> **WHAT IS EXPECTED**
Each line of the records below that holds "Internal" should be copied out.

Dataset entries

:::::

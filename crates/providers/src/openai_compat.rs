//! OpenAI-compatible adapter.
//!
//! Works with OpenAI, Azure OpenAI, Ollama, vLLM, LM Studio, Together, and
//! any other endpoint that follows the OpenAI chat completions contract.
//! There is no streaming variant — the SSE framing clients see is produced
//! entirely by the HTTP front-end over an already-complete response.

use crate::traits::{ChatRequest, ChatResponse, LlmProvider};
use crate::util::{from_reqwest, resolve_api_key};
use sa_domain::capability::LlmCapabilities;
use sa_domain::config::{ProviderConfig, ProviderKind};
use sa_domain::error::{Error, Result};
use sa_domain::stream::Usage;
use sa_domain::tool::{ContentPart, Message, MessageContent, Role, ToolCall, ToolDefinition};
use serde_json::Value;

// ━━━━━━━━━━━━━━━━━━━━━━━━━━━━━━━━━━━━━━━━━━━━━━━━━━━━━━━━━━━━━━━━━━
// Adapter struct
// ━━━━━━━━━━━━━━━━━━━━━━━━━━━━━━━━━━━━━━━━━━━━━━━━━━━━━━━━━━━━━━━━━━

/// An LLM provider adapter for any OpenAI-compatible API endpoint.
///
/// Also handles Azure OpenAI, which uses the same wire format but with a
/// different URL pattern (`/openai/deployments/{model}/chat/completions`)
/// and auth header (`api-key` instead of `Authorization: Bearer`).
pub struct OpenAiCompatProvider {
    id: String,
    base_url: String,
    api_key: String,
    auth_header: String,
    auth_prefix: String,
    default_model: String,
    capabilities: LlmCapabilities,
    client: reqwest::Client,
    /// When true, uses Azure OpenAI URL pattern and omits `model` from body.
    is_azure: bool,
}

impl OpenAiCompatProvider {
    /// Create a new provider from the deserialized provider config.
    ///
    /// The API key is resolved once here, at construction time, and held
    /// for the lifetime of the provider — there is no rotation.
    pub fn from_config(cfg: &ProviderConfig) -> Result<Self> {
        let is_azure = cfg.kind == ProviderKind::AzureOpenai;
        let api_key = resolve_api_key(&cfg.auth)?;

        let auth_header = if is_azure {
            "api-key".to_string()
        } else {
            "Authorization".to_string()
        };
        let auth_prefix = if is_azure {
            String::new()
        } else {
            "Bearer ".to_string()
        };

        let default_model = cfg.default_model.clone().unwrap_or_else(|| "gpt-4o".into());

        let capabilities = LlmCapabilities {
            supports_tools: sa_domain::capability::ToolSupport::StrictJson,
            supports_json_mode: true,
            context_window_tokens: Some(128_000),
            max_output_tokens: Some(16_384),
        };

        let client = reqwest::Client::builder()
            .timeout(std::time::Duration::from_secs(120))
            .build()
            .map_err(from_reqwest)?;

        Ok(Self {
            id: cfg.id.clone(),
            base_url: cfg.base_url.trim_end_matches('/').to_string(),
            api_key,
            auth_header,
            auth_prefix,
            default_model,
            capabilities,
            client,
            is_azure,
        })
    }

    // ── Internal: build authenticated request builder ──────────────

    fn authed_post(&self, url: &str) -> reqwest::RequestBuilder {
        let header_value = format!("{}{}", self.auth_prefix, self.api_key);
        self.client
            .post(url)
            .header(&self.auth_header, &header_value)
            .header("Content-Type", "application/json")
    }

    // ── Internal: build the JSON body ─────────────────────────────

    /// Resolve the effective model name for this request.
    fn effective_model(&self, req: &ChatRequest) -> String {
        req.model
            .clone()
            .unwrap_or_else(|| self.default_model.clone())
    }

    /// Build the Azure-style chat completions URL:
    /// `{base_url}/openai/deployments/{model}/chat/completions?api-version=2024-10-21`
    fn azure_chat_url(&self, model: &str) -> String {
        format!(
            "{}/openai/deployments/{}/chat/completions?api-version=2024-10-21",
            self.base_url, model
        )
    }

    fn build_chat_body(&self, req: &ChatRequest) -> Value {
        let messages: Vec<Value> = req.messages.iter().map(msg_to_openai).collect();

        let mut body = serde_json::json!({
            "messages": messages,
            "stream": false,
        });

        // Azure embeds the model (deployment) name in the URL, so we omit it
        // from the request body. Standard OpenAI requires it in the body.
        if !self.is_azure {
            let model = self.effective_model(req);
            body["model"] = Value::String(model);
        }

        if !req.tools.is_empty() {
            let tools: Vec<Value> = req.tools.iter().map(tool_to_openai).collect();
            body["tools"] = Value::Array(tools);
        }
        if let Some(temp) = req.temperature {
            body["temperature"] = serde_json::json!(temp);
        }
        if let Some(max) = req.max_tokens {
            body["max_tokens"] = serde_json::json!(max);
        }
        if req.json_mode {
            body["response_format"] = serde_json::json!({"type": "json_object"});
        }
        body
    }
}

// ━━━━━━━━━━━━━━━━━━━━━━━━━━━━━━━━━━━━━━━━━━━━━━━━━━━━━━━━━━━━━━━━━━
// Message serialization helpers
// ━━━━━━━━━━━━━━━━━━━━━━━━━━━━━━━━━━━━━━━━━━━━━━━━━━━━━━━━━━━━━━━━━━

fn role_to_str(role: Role) -> &'static str {
    match role {
        Role::System => "system",
        Role::User => "user",
        Role::Assistant => "assistant",
        Role::Tool => "tool",
    }
}

fn msg_to_openai(msg: &Message) -> Value {
    match msg.role {
        Role::Tool => tool_result_to_openai(msg),
        Role::Assistant => assistant_to_openai(msg),
        _ => {
            let text = msg.content.extract_all_text();
            serde_json::json!({
                "role": role_to_str(msg.role),
                "content": text,
            })
        }
    }
}

fn assistant_to_openai(msg: &Message) -> Value {
    let mut obj = serde_json::json!({"role": "assistant"});
    let mut text_parts: Vec<String> = Vec::new();
    let mut tool_calls: Vec<Value> = Vec::new();

    match &msg.content {
        MessageContent::Text(t) => {
            text_parts.push(t.clone());
        }
        MessageContent::Parts(parts) => {
            for part in parts {
                match part {
                    ContentPart::Text { text } => text_parts.push(text.clone()),
                    ContentPart::ToolUse { id, name, input } => {
                        tool_calls.push(serde_json::json!({
                            "id": id,
                            "type": "function",
                            "function": {
                                "name": name,
                                "arguments": input.to_string(),
                            }
                        }));
                    }
                    _ => {}
                }
            }
        }
    }

    if text_parts.is_empty() {
        obj["content"] = Value::Null;
    } else {
        obj["content"] = Value::String(text_parts.join("\n"));
    }
    if !tool_calls.is_empty() {
        obj["tool_calls"] = Value::Array(tool_calls);
    }
    obj
}

fn tool_result_to_openai(msg: &Message) -> Value {
    match &msg.content {
        MessageContent::Parts(parts) => {
            for part in parts {
                if let ContentPart::ToolResult {
                    tool_use_id,
                    content,
                    ..
                } = part
                {
                    return serde_json::json!({
                        "role": "tool",
                        "tool_call_id": tool_use_id,
                        "content": content,
                    });
                }
            }
            serde_json::json!({"role": "tool", "tool_call_id": "", "content": ""})
        }
        MessageContent::Text(t) => serde_json::json!({
            "role": "tool",
            "tool_call_id": "",
            "content": t,
        }),
    }
}

fn tool_to_openai(tool: &ToolDefinition) -> Value {
    serde_json::json!({
        "type": "function",
        "function": {
            "name": tool.name,
            "description": tool.description,
            "parameters": tool.parameters,
        }
    })
}

// ━━━━━━━━━━━━━━━━━━━━━━━━━━━━━━━━━━━━━━━━━━━━━━━━━━━━━━━━━━━━━━━━━━
// Response deserialization helpers
// ━━━━━━━━━━━━━━━━━━━━━━━━━━━━━━━━━━━━━━━━━━━━━━━━━━━━━━━━━━━━━━━━━━

fn parse_chat_response(body: &Value) -> Result<ChatResponse> {
    let choice = body
        .get("choices")
        .and_then(|c| c.as_array())
        .and_then(|a| a.first())
        .ok_or_else(|| Error::Provider {
            provider: "openai_compat".into(),
            message: "no choices in response".into(),
        })?;

    let message = choice.get("message").ok_or_else(|| Error::Provider {
        provider: "openai_compat".into(),
        message: "no message in choice".into(),
    })?;

    let content = message
        .get("content")
        .and_then(|v| v.as_str())
        .unwrap_or("")
        .to_string();

    let finish_reason = choice
        .get("finish_reason")
        .and_then(|v| v.as_str())
        .map(String::from);

    let model = body
        .get("model")
        .and_then(|v| v.as_str())
        .unwrap_or("unknown")
        .to_string();

    let tool_calls = parse_openai_tool_calls(message);
    let usage = body.get("usage").and_then(parse_openai_usage);

    Ok(ChatResponse {
        content,
        tool_calls,
        usage,
        model,
        finish_reason,
    })
}

fn parse_openai_tool_calls(message: &Value) -> Vec<ToolCall> {
    let arr = match message.get("tool_calls").and_then(|v| v.as_array()) {
        Some(a) => a,
        None => return Vec::new(),
    };
    arr.iter()
        .filter_map(|tc| {
            let call_id = tc.get("id")?.as_str()?.to_string();
            let func = tc.get("function")?;
            let tool_name = func.get("name")?.as_str()?.to_string();
            let args_str = func.get("arguments")?.as_str().unwrap_or("{}");
            let arguments: Value =
                serde_json::from_str(args_str).unwrap_or(Value::Object(Default::default()));
            Some(ToolCall {
                call_id,
                tool_name,
                arguments,
            })
        })
        .collect()
}

fn parse_openai_usage(v: &Value) -> Option<Usage> {
    Some(Usage {
        prompt_tokens: v.get("prompt_tokens")?.as_u64()? as u32,
        completion_tokens: v.get("completion_tokens")?.as_u64()? as u32,
        total_tokens: v.get("total_tokens")?.as_u64()? as u32,
    })
}

// ━━━━━━━━━━━━━━━━━━━━━━━━━━━━━━━━━━━━━━━━━━━━━━━━━━━━━━━━━━━━━━━━━━
// Trait implementation
// ━━━━━━━━━━━━━━━━━━━━━━━━━━━━━━━━━━━━━━━━━━━━━━━━━━━━━━━━━━━━━━━━━━

#[async_trait::async_trait]
impl LlmProvider for OpenAiCompatProvider {
    async fn chat(&self, req: ChatRequest) -> Result<ChatResponse> {
        let url = if self.is_azure {
            self.azure_chat_url(&self.effective_model(&req))
        } else {
            format!("{}/chat/completions", self.base_url)
        };
        let body = self.build_chat_body(&req);

        tracing::debug!(provider = %self.id, url = %url, "openai_compat chat request");

        let resp = self
            .authed_post(&url)
            .json(&body)
            .send()
            .await
            .map_err(from_reqwest)?;

        let status = resp.status();
        let resp_text = resp.text().await.map_err(from_reqwest)?;

        if !status.is_success() {
            return Err(Error::Provider {
                provider: self.id.clone(),
                message: format!("HTTP {} - {}", status.as_u16(), resp_text),
            });
        }

        let resp_json: Value = serde_json::from_str(&resp_text)?;
        parse_chat_response(&resp_json)
    }

    fn capabilities(&self) -> &LlmCapabilities {
        &self.capabilities
    }

    fn provider_id(&self) -> &str {
        &self.id
    }
}

#[cfg(test)]
mod tests {
    use super::*;
    use sa_domain::tool::Role;

    #[test]
    fn parse_chat_response_extracts_content_and_usage() {
        let body = serde_json::json!({
            "model": "gpt-4o",
            "choices": [{
                "message": {"role": "assistant", "content": "hello"},
                "finish_reason": "stop",
            }],
            "usage": {"prompt_tokens": 10, "completion_tokens": 5, "total_tokens": 15},
        });
        let resp = parse_chat_response(&body).unwrap();
        assert_eq!(resp.content, "hello");
        assert_eq!(resp.finish_reason.as_deref(), Some("stop"));
        assert_eq!(resp.usage.unwrap().total_tokens, 15);
    }

    #[test]
    fn parse_chat_response_extracts_tool_calls() {
        let body = serde_json::json!({
            "model": "gpt-4o",
            "choices": [{
                "message": {
                    "role": "assistant",
                    "content": null,
                    "tool_calls": [{
                        "id": "call_1",
                        "function": {"name": "read_file", "arguments": "{\"path\":\"a.txt\"}"}
                    }]
                },
                "finish_reason": "tool_calls",
            }],
        });
        let resp = parse_chat_response(&body).unwrap();
        assert_eq!(resp.tool_calls.len(), 1);
        assert_eq!(resp.tool_calls[0].tool_name, "read_file");
    }

    #[test]
    fn parse_chat_response_missing_choices_errors() {
        let body = serde_json::json!({"model": "gpt-4o"});
        assert!(parse_chat_response(&body).is_err());
    }

    #[test]
    fn msg_to_openai_renders_tool_result() {
        let msg = Message::tool_result("call_1", "file contents");
        let v = msg_to_openai(&msg);
        assert_eq!(v["role"], "tool");
        assert_eq!(v["tool_call_id"], "call_1");
    }

    #[test]
    fn msg_to_openai_renders_user_text() {
        let msg = Message::user("hi there");
        let v = msg_to_openai(&msg);
        assert_eq!(v["role"], "user");
        assert_eq!(v["content"], "hi there");
    }

    #[test]
    fn role_to_str_covers_all_roles() {
        assert_eq!(role_to_str(Role::System), "system");
        assert_eq!(role_to_str(Role::User), "user");
        assert_eq!(role_to_str(Role::Assistant), "assistant");
        assert_eq!(role_to_str(Role::Tool), "tool");
    }
}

:::::

> **OUTPUT FOR THIS TASK**
    // ── Internal: build authenticated request builder ──────────────
    // ── Internal: build the JSON body ─────────────────────────────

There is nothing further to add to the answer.